* **TASK OBJECTIVE**: Scan the entries line by line and return those with "DebitNote".

* **SUPPLIED INFORMATION**:
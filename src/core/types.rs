use chrono::{DateTime, NaiveDate, Utc};
use rust_decimal::Decimal;
use serde::{Deserialize, Serialize};
use uuid::Uuid;

use super::error::CpeError;

/// Catalog 01: electronic document types handled by the pipeline.
#[derive(Debug, Clone, Copy, PartialEq, Eq, Hash, Serialize, Deserialize)]
#[serde(rename_all = "snake_case")]
pub enum DocumentType {
    /// 01: Factura.
    Invoice,
    /// 03: Boleta de venta.
    Receipt,
    /// 07: Nota de crédito.
    CreditNote,
    /// 08: Nota de débito.
    DebitNote,
}

impl DocumentType {
    /// Catalog 01 code.
    pub fn code(&self) -> &'static str {
        match self {
            Self::Invoice => "01",
            Self::Receipt => "03",
            Self::CreditNote => "07",
            Self::DebitNote => "08",
        }
    }

    /// Parse from catalog 01 code.
    pub fn from_code(code: &str) -> Option<Self> {
        match code {
            "01" => Some(Self::Invoice),
            "03" => Some(Self::Receipt),
            "07" => Some(Self::CreditNote),
            "08" => Some(Self::DebitNote),
            _ => None,
        }
    }

    /// Series used when a request does not name one.
    pub fn default_series(&self) -> &'static str {
        match self {
            Self::Invoice => "F001",
            Self::Receipt => "B001",
            Self::CreditNote => "FC01",
            Self::DebitNote => "FD01",
        }
    }

    /// XML root shape the document renders with.
    pub fn shape(&self) -> DocumentShape {
        match self {
            Self::Invoice | Self::Receipt => DocumentShape::Invoice,
            Self::CreditNote | Self::DebitNote => DocumentShape::CreditNote,
        }
    }

    /// Whether the document amends a previously issued one.
    pub fn is_note(&self) -> bool {
        matches!(self, Self::CreditNote | Self::DebitNote)
    }
}

/// The two UBL root shapes the authority accepts from this issuer.
#[derive(Debug, Clone, Copy, PartialEq, Eq)]
pub enum DocumentShape {
    Invoice,
    CreditNote,
}

/// Catalog 07: IGV affectation of a line.
#[derive(Debug, Clone, Copy, PartialEq, Eq, Hash, Serialize, Deserialize)]
#[serde(rename_all = "snake_case")]
pub enum TaxAffectation {
    /// 10: Taxed, onerous operation.
    Taxed,
    /// 20: Exonerated.
    Exonerated,
    /// 30: Unaffected.
    Unaffected,
    /// 40: Export.
    Export,
}

impl TaxAffectation {
    /// Catalog 07 code.
    pub fn code(&self) -> &'static str {
        match self {
            Self::Taxed => "10",
            Self::Exonerated => "20",
            Self::Unaffected => "30",
            Self::Export => "40",
        }
    }

    /// Parse from catalog 07 code. Every code in a family maps to the
    /// family's variant (e.g. "17" is taxed, "36" is unaffected).
    pub fn from_code(code: &str) -> Option<Self> {
        let n: u8 = code.parse().ok()?;
        match n {
            10..=17 => Some(Self::Taxed),
            20..=21 => Some(Self::Exonerated),
            30..=37 => Some(Self::Unaffected),
            40 => Some(Self::Export),
            _ => None,
        }
    }

    /// Whether IGV is charged on the line.
    pub fn is_taxed(&self) -> bool {
        matches!(self, Self::Taxed)
    }

    /// Catalog 05 tax scheme the line reports under.
    pub fn scheme(&self) -> TaxScheme {
        match self {
            Self::Taxed => TaxScheme {
                id: "1000",
                name: "IGV",
                type_code: "VAT",
            },
            Self::Exonerated => TaxScheme {
                id: "9997",
                name: "EXO",
                type_code: "VAT",
            },
            Self::Unaffected => TaxScheme {
                id: "9998",
                name: "INA",
                type_code: "FRE",
            },
            Self::Export => TaxScheme {
                id: "9995",
                name: "EXP",
                type_code: "FRE",
            },
        }
    }
}

/// Catalog 05 tax scheme triple.
#[derive(Debug, Clone, Copy, PartialEq, Eq)]
pub struct TaxScheme {
    pub id: &'static str,
    pub name: &'static str,
    pub type_code: &'static str,
}

/// Target environment at the authority.
#[derive(Debug, Clone, Copy, PartialEq, Eq, Serialize, Deserialize)]
#[serde(rename_all = "snake_case")]
pub enum SunatEnvironment {
    /// Homologation endpoint; documents carry no legal effect.
    Beta,
    Production,
}

impl SunatEnvironment {
    /// `cbc:ProfileExecutionID` value.
    pub fn profile_execution_id(&self) -> &'static str {
        match self {
            Self::Beta => "1",
            Self::Production => "2",
        }
    }

    /// Parse the `SUNAT_ENV` value.
    pub fn parse(value: &str) -> Option<Self> {
        match value.trim().to_ascii_lowercase().as_str() {
            "beta" => Some(Self::Beta),
            "prod" | "production" => Some(Self::Production),
            _ => None,
        }
    }
}

/// Registered fiscal address of the issuer.
#[derive(Debug, Clone, Serialize, Deserialize)]
pub struct RegistrationAddress {
    /// INEI ubigeo (6 digits).
    pub ubigeo: String,
    /// Establishment code; "0000" is the fiscal domicile.
    pub address_type_code: String,
    pub district: String,
    pub province: String,
    pub department: String,
    /// Street address line.
    pub line: String,
    /// ISO 3166-1 alpha-2.
    pub country_code: String,
}

/// The issuing company.
#[derive(Debug, Clone, Serialize, Deserialize)]
pub struct Issuer {
    /// RUC (11 digits).
    pub ruc: String,
    /// Razón social.
    pub legal_name: String,
    /// Nombre comercial.
    pub trade_name: Option<String>,
    pub address: RegistrationAddress,
}

/// The acquirer of the goods or services.
#[derive(Debug, Clone, Serialize, Deserialize)]
pub struct Customer {
    /// Catalog 06 identity document type.
    pub identity_type: String,
    pub identity_number: String,
    pub name: String,
    pub address: Option<String>,
}

/// One sold item. Transient: only used to compute the breakdown and render lines.
#[derive(Debug, Clone, Serialize, Deserialize)]
pub struct InvoiceLine {
    pub description: String,
    pub quantity: Decimal,
    pub unit_price: Decimal,
    /// Catalog 03 unit of measure.
    pub unit_code: String,
    pub tax_affectation: TaxAffectation,
    /// True when `unit_price` already contains IGV.
    pub price_includes_tax: bool,
    /// Issuer's internal product code.
    pub product_code: Option<String>,
}

/// Reference from a credit/debit note to the document it amends.
#[derive(Debug, Clone, Serialize, Deserialize)]
pub struct NoteReference {
    /// Type of the amended document.
    pub document_type: DocumentType,
    /// Full id of the amended document (e.g. "F001-00000042").
    pub document_id: String,
    /// Catalog 09 (credit) or catalog 10 (debit) reason code.
    pub reason_code: String,
    pub description: String,
}

/// Document-level data that is neither party nor line data.
#[derive(Debug, Clone, Serialize, Deserialize)]
pub struct DocumentHeader {
    pub document_type: DocumentType,
    pub series: String,
    /// Allocated correlative.
    pub number: u32,
    pub issue_date: NaiveDate,
    /// ISO 4217.
    pub currency: String,
    /// Catalog 51 operation type.
    pub operation_type: String,
    pub environment: SunatEnvironment,
    /// Required for credit and debit notes.
    pub reference: Option<NoteReference>,
}

/// Per-line monetary breakdown, every amount already rounded.
#[derive(Debug, Clone, PartialEq, Eq, Serialize, Deserialize)]
pub struct LineBreakdown {
    /// Tax-exclusive line amount (2 dp).
    pub subtotal: Decimal,
    /// IGV on the line (2 dp).
    pub tax: Decimal,
    /// `subtotal + tax` (2 dp).
    pub total: Decimal,
    /// Tax-exclusive unit value (5 dp).
    pub unit_value: Decimal,
    /// Tax-inclusive unit price (5 dp).
    pub unit_price_with_tax: Decimal,
    /// Rate applied to the line (0 when not taxed).
    pub rate: Decimal,
}

/// Document totals, computed as sums of the rounded per-line values.
#[derive(Debug, Clone, PartialEq, Eq, Serialize, Deserialize)]
pub struct MonetaryBreakdown {
    /// Tax-exclusive base across all lines.
    pub subtotal: Decimal,
    pub tax_amount: Decimal,
    /// `subtotal + tax_amount`.
    pub total: Decimal,
    /// Base of taxed lines.
    pub taxed_base: Decimal,
    /// Base of exonerated lines.
    pub exonerated_base: Decimal,
    /// Base of unaffected lines.
    pub unaffected_base: Decimal,
    /// Base of export lines.
    pub export_base: Decimal,
    /// IGV rate the breakdown was computed with (e.g. 0.18).
    pub rate: Decimal,
    /// One entry per input line, same order.
    pub lines: Vec<LineBreakdown>,
}

/// Last issued correlative for a (document type, series) pair.
#[derive(Debug, Clone, PartialEq, Eq, Serialize, Deserialize)]
pub struct DocumentSequence {
    pub document_type: DocumentType,
    pub series: String,
    pub last_number: u32,
    pub updated_at: DateTime<Utc>,
}

/// Lifecycle status of an emitted document.
#[derive(Debug, Clone, Copy, PartialEq, Eq, Hash, Serialize, Deserialize)]
#[serde(rename_all = "SCREAMING_SNAKE_CASE")]
pub enum EmissionStatus {
    Pending,
    Accepted,
    Rejected,
    Error,
}

impl EmissionStatus {
    pub fn as_str(&self) -> &'static str {
        match self {
            Self::Pending => "PENDING",
            Self::Accepted => "ACCEPTED",
            Self::Rejected => "REJECTED",
            Self::Error => "ERROR",
        }
    }

    pub fn parse(value: &str) -> Option<Self> {
        match value {
            "PENDING" => Some(Self::Pending),
            "ACCEPTED" => Some(Self::Accepted),
            "REJECTED" => Some(Self::Rejected),
            "ERROR" => Some(Self::Error),
            _ => None,
        }
    }

    pub fn is_terminal(&self) -> bool {
        !matches!(self, Self::Pending)
    }
}

impl std::fmt::Display for EmissionStatus {
    fn fmt(&self, f: &mut std::fmt::Formatter<'_>) -> std::fmt::Result {
        f.write_str(self.as_str())
    }
}

/// Maximum length of a persisted diagnostic message.
pub const MAX_DIAGNOSTIC_LEN: usize = 500;

/// The persistent record of one emission attempt.
#[derive(Debug, Clone, PartialEq, Eq, Serialize, Deserialize)]
pub struct EmittedDocument {
    pub id: Uuid,
    pub document_type: DocumentType,
    pub series: String,
    pub number: u32,
    /// Back-reference to the originating sale; not an ownership relation.
    pub related_sale_id: Option<String>,
    pub filename: String,
    /// Base64 SHA-256 of the signed XML; empty until signed.
    pub content_hash: String,
    pub xml_storage_path: Option<String>,
    pub package_storage_path: Option<String>,
    pub response_archive_path: Option<String>,
    pub status: EmissionStatus,
    pub authority_code: Option<String>,
    pub authority_message: Option<String>,
    pub retry_count: u32,
    pub created_at: DateTime<Utc>,
}

impl EmittedDocument {
    /// A fresh PENDING record with a content hash placeholder.
    pub fn pending(
        document_type: DocumentType,
        series: impl Into<String>,
        number: u32,
        filename: impl Into<String>,
        related_sale_id: Option<String>,
        retry_count: u32,
    ) -> Self {
        Self {
            id: Uuid::new_v4(),
            document_type,
            series: series.into(),
            number,
            related_sale_id,
            filename: filename.into(),
            content_hash: String::new(),
            xml_storage_path: None,
            package_storage_path: None,
            response_archive_path: None,
            status: EmissionStatus::Pending,
            authority_code: None,
            authority_message: None,
            retry_count,
            created_at: Utc::now(),
        }
    }

    /// Record the signed content hash and artifact paths.
    pub fn attach_artifacts(
        &mut self,
        content_hash: impl Into<String>,
        xml_path: impl Into<String>,
        package_path: impl Into<String>,
    ) -> Result<(), CpeError> {
        self.ensure_pending(EmissionStatus::Pending)?;
        self.content_hash = content_hash.into();
        self.xml_storage_path = Some(xml_path.into());
        self.package_storage_path = Some(package_path.into());
        Ok(())
    }

    /// PENDING → ACCEPTED.
    pub fn accept(
        &mut self,
        code: impl Into<String>,
        message: impl Into<String>,
        archive_path: Option<String>,
    ) -> Result<(), CpeError> {
        self.ensure_pending(EmissionStatus::Accepted)?;
        self.status = EmissionStatus::Accepted;
        self.authority_code = Some(code.into());
        self.authority_message = Some(truncate_diagnostic(&message.into()));
        self.response_archive_path = archive_path;
        Ok(())
    }

    /// PENDING → REJECTED.
    pub fn reject(
        &mut self,
        code: impl Into<String>,
        message: impl Into<String>,
        archive_path: Option<String>,
    ) -> Result<(), CpeError> {
        self.ensure_pending(EmissionStatus::Rejected)?;
        self.status = EmissionStatus::Rejected;
        self.authority_code = Some(code.into());
        self.authority_message = Some(truncate_diagnostic(&message.into()));
        self.response_archive_path = archive_path;
        Ok(())
    }

    /// PENDING → ERROR. The message is truncated to [`MAX_DIAGNOSTIC_LEN`].
    pub fn fail(&mut self, code: Option<String>, message: &str) -> Result<(), CpeError> {
        self.ensure_pending(EmissionStatus::Error)?;
        self.status = EmissionStatus::Error;
        self.authority_code = code;
        self.authority_message = Some(truncate_diagnostic(message));
        Ok(())
    }

    fn ensure_pending(&self, to: EmissionStatus) -> Result<(), CpeError> {
        if self.status == EmissionStatus::Pending {
            Ok(())
        } else {
            Err(CpeError::InvalidTransition {
                from: self.status,
                to,
            })
        }
    }
}

/// Cut a diagnostic to [`MAX_DIAGNOSTIC_LEN`] characters on a char boundary.
pub fn truncate_diagnostic(message: &str) -> String {
    match message.char_indices().nth(MAX_DIAGNOSTIC_LEN) {
        Some((idx, _)) => message[..idx].to_string(),
        None => message.to_string(),
    }
}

* **WORKED SOLUTION**:
    DebitNote,
            Self::DebitNote => "08",
            "08" => Some(Self::DebitNote),
            Self::DebitNote => "FD01",
            Self::CreditNote | Self::DebitNote => DocumentShape::CreditNote,
        matches!(self, Self::CreditNote | Self::DebitNote)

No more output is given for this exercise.